> **Task instructions**: From the line containing "let dom: Arc<dyn" onward, every line of the entries is to be set down exactly, the last line included.

> **Supplied information**:
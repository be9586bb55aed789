//! Browser session acquisition.
//!
//! Every posting run opens its own session; sessions are never pooled or shared.

use std::sync::Arc;

use action_primitives::{DomPort, ScriptDom};
use async_trait::async_trait;
use campaignforge_core_types::{Platform, PostError, SessionId};
use cdp_adapter::{CdpConfig, ChromiumSession, PageSession};
use tracing::info;

/// One exclusive page plus the element-level view over it.
#[derive(Clone)]
pub struct BrowserSession {
    pub page: Arc<dyn PageSession>,
    pub dom: Arc<dyn DomPort>,
}

impl BrowserSession {
    pub fn new(page: Arc<dyn PageSession>, dom: Arc<dyn DomPort>) -> Self {
        Self { page, dom }
    }

    /// Script-driven DOM over a live page.
    pub fn scripted(page: Arc<dyn PageSession>) -> Self {
        let dom: Arc<dyn DomPort> = Arc::new(ScriptDom::new(page.clone()));
        Self { page, dom }
    }

    pub fn id(&self) -> &SessionId {
        self.page.id()
    }
}

/// Opens a fresh session for one run.
#[async_trait]
pub trait SessionFactory: Send + Sync {
    async fn open(&self, platform: Platform) -> Result<BrowserSession, PostError>;
}

/// Launches a visible Chromium per run.
pub struct ChromiumFactory {
    config: CdpConfig,
}

impl ChromiumFactory {
    pub fn new(config: CdpConfig) -> Self {
        Self { config }
    }

    pub fn config(&self) -> &CdpConfig {
        &self.config
    }
}

#[async_trait]
impl SessionFactory for ChromiumFactory {
    async fn open(&self, platform: Platform) -> Result<BrowserSession, PostError> {
        let page = ChromiumSession::launch(&self.config).await?;
        info!(platform = %platform, session = %page.id(), "browser session opened");
        Ok(BrowserSession::scripted(Arc::new(page)))
    }
}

> **Finished task**:
        let dom: Arc<dyn DomPort> = Arc::new(ScriptDom::new(page.clone()));
        Self { page, dom }
    }

    pub fn id(&self) -> &SessionId {
        self.page.id()
    }
}

/// Opens a fresh session for one run.
#[async_trait]
pub trait SessionFactory: Send + Sync {
    async fn open(&self, platform: Platform) -> Result<BrowserSession, PostError>;
}

/// Launches a visible Chromium per run.
pub struct ChromiumFactory {
    config: CdpConfig,
}

impl ChromiumFactory {
    pub fn new(config: CdpConfig) -> Self {
        Self { config }
    }

    pub fn config(&self) -> &CdpConfig {
        &self.config
    }
}

#[async_trait]
impl SessionFactory for ChromiumFactory {
    async fn open(&self, platform: Platform) -> Result<BrowserSession, PostError> {
        let page = ChromiumSession::launch(&self.config).await?;
        info!(platform = %platform, session = %page.id(), "browser session opened");
        Ok(BrowserSession::scripted(Arc::new(page)))
    }
}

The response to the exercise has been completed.